*** Dataset excerpts

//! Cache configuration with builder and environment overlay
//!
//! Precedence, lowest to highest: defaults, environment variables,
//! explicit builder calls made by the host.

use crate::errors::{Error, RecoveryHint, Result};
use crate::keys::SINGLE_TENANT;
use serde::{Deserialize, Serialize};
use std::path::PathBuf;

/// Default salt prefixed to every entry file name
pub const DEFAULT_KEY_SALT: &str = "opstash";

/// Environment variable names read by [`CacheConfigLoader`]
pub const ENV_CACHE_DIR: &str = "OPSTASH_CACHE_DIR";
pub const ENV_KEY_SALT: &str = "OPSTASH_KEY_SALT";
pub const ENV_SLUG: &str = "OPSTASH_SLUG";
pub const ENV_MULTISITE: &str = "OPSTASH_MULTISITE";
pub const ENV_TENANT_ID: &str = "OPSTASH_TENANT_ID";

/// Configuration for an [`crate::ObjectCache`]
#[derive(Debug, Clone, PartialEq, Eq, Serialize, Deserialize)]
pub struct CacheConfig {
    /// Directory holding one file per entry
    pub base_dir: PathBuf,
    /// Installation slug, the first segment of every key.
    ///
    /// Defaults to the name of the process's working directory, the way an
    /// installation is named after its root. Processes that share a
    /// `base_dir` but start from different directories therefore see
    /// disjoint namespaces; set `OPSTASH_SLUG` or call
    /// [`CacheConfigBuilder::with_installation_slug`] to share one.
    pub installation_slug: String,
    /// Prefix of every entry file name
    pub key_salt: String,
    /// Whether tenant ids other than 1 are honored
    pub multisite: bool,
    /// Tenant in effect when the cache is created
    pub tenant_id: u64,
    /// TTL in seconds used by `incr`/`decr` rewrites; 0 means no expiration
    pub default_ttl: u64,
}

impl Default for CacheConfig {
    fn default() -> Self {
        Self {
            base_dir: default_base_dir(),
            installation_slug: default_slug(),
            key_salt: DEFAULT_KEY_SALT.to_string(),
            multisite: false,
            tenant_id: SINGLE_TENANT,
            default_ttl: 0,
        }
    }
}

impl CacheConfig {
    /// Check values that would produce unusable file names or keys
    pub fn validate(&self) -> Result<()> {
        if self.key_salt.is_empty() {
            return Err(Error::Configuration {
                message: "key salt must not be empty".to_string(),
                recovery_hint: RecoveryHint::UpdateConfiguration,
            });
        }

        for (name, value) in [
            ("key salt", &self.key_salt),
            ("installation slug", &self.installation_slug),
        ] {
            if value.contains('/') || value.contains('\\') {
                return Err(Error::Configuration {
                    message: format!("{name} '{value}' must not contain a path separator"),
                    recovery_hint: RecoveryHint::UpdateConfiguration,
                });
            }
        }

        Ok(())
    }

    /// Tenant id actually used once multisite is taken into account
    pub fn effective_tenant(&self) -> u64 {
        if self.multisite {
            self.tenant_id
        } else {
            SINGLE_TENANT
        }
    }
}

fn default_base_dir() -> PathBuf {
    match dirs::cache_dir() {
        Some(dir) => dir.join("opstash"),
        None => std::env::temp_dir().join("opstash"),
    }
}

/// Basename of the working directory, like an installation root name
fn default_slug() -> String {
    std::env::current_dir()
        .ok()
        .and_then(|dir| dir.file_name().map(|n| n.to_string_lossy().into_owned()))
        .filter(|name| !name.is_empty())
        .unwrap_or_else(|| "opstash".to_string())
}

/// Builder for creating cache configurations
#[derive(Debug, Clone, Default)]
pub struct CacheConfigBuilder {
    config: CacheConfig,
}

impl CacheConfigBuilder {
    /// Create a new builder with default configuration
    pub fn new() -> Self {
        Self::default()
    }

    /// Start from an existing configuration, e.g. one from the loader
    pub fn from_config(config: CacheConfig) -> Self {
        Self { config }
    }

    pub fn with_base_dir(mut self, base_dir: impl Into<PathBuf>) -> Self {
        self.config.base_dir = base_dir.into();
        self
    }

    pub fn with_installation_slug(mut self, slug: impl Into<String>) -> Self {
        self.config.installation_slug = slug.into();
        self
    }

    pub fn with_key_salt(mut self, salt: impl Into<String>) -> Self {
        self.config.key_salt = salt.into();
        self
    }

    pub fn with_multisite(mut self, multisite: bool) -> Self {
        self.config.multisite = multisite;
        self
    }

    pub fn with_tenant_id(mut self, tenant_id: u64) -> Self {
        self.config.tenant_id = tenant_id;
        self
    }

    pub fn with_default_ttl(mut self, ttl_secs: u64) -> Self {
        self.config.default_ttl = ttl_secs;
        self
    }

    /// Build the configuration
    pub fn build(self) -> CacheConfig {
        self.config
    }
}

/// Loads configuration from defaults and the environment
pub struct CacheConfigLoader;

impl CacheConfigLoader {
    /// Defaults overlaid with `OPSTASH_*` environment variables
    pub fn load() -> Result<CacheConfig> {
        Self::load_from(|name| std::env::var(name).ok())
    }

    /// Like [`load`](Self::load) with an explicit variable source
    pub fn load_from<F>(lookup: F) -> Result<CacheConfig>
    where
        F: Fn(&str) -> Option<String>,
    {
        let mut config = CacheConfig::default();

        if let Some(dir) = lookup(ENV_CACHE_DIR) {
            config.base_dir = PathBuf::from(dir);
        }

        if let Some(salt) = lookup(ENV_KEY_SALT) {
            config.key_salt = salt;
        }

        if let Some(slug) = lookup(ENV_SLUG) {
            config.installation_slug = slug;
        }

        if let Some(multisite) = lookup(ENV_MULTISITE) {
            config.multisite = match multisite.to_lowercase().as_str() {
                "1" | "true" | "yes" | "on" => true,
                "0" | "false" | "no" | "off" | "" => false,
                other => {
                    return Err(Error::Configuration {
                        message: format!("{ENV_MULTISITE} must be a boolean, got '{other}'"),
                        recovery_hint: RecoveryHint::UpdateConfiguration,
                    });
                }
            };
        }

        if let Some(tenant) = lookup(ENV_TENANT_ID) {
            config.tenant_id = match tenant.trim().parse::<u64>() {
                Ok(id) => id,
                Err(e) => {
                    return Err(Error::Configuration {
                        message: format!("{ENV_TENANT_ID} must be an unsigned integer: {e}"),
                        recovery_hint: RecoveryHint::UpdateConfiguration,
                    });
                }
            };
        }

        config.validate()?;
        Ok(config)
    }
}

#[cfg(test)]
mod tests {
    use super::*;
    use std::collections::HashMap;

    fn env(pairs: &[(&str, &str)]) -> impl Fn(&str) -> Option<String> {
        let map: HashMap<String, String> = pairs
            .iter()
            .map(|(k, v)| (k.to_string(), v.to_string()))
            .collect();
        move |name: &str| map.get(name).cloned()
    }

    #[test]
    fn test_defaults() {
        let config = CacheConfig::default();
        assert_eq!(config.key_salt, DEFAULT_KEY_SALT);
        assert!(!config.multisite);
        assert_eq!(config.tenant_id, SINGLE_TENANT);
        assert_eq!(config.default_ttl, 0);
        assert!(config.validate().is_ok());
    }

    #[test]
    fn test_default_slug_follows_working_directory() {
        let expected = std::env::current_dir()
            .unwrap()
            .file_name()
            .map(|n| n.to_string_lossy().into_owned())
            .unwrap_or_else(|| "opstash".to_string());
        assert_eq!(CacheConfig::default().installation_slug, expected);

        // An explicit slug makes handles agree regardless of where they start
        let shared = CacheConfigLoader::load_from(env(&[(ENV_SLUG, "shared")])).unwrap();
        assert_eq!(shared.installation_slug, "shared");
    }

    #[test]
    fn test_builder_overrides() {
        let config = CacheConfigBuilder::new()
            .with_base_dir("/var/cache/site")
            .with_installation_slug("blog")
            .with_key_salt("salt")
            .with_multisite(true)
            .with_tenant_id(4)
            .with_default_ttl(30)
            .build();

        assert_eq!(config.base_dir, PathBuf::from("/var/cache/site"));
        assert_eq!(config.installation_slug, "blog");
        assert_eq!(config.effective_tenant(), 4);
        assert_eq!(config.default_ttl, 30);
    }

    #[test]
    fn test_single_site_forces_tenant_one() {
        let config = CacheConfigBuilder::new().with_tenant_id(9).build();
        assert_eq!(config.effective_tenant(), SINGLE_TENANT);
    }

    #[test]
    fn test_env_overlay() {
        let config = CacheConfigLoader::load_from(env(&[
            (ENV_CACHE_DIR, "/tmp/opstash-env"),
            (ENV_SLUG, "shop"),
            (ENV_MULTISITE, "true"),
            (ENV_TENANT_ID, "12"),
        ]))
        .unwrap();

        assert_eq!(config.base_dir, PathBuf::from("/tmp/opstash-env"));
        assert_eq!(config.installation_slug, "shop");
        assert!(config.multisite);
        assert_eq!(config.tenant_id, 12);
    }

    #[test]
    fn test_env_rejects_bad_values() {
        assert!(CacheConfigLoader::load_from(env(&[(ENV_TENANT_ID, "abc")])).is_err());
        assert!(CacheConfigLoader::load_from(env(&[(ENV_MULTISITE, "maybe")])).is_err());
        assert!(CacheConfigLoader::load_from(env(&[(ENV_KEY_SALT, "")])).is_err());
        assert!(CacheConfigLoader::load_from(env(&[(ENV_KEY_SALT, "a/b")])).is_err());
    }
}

******
*** Dataset excerpts

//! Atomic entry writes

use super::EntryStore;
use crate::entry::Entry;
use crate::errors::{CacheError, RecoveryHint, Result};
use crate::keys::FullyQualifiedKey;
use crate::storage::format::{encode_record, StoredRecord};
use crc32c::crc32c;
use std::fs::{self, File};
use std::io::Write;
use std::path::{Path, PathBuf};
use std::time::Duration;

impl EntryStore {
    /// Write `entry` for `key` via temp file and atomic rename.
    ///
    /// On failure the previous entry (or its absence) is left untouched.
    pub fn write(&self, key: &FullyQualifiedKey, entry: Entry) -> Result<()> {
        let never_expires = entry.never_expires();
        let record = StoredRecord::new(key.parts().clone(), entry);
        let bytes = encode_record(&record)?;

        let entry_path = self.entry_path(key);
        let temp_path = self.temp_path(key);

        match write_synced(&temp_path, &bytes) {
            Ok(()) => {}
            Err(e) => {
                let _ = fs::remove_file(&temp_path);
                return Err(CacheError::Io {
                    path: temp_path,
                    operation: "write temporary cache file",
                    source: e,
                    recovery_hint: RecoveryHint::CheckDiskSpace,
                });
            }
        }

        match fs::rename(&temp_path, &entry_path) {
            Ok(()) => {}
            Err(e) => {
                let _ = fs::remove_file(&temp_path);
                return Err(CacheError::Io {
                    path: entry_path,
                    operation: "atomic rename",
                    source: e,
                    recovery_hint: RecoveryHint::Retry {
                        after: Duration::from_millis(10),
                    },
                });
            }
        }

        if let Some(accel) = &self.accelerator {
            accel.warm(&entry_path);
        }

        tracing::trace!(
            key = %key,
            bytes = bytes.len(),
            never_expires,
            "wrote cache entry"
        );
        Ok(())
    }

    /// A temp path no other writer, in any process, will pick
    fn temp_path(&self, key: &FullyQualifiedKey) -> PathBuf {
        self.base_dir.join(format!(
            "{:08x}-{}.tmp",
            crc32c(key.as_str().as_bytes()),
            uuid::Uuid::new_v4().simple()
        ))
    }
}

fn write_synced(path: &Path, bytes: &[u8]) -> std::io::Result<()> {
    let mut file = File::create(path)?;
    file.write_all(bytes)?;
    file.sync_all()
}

******

# What the task requires
Search the data for "explicit". Copy each line that has it.

# Reply
//! explicit builder calls made by the host.
    /// Like [`load`](Self::load) with an explicit variable source
        // An explicit slug makes handles agree regardless of where they start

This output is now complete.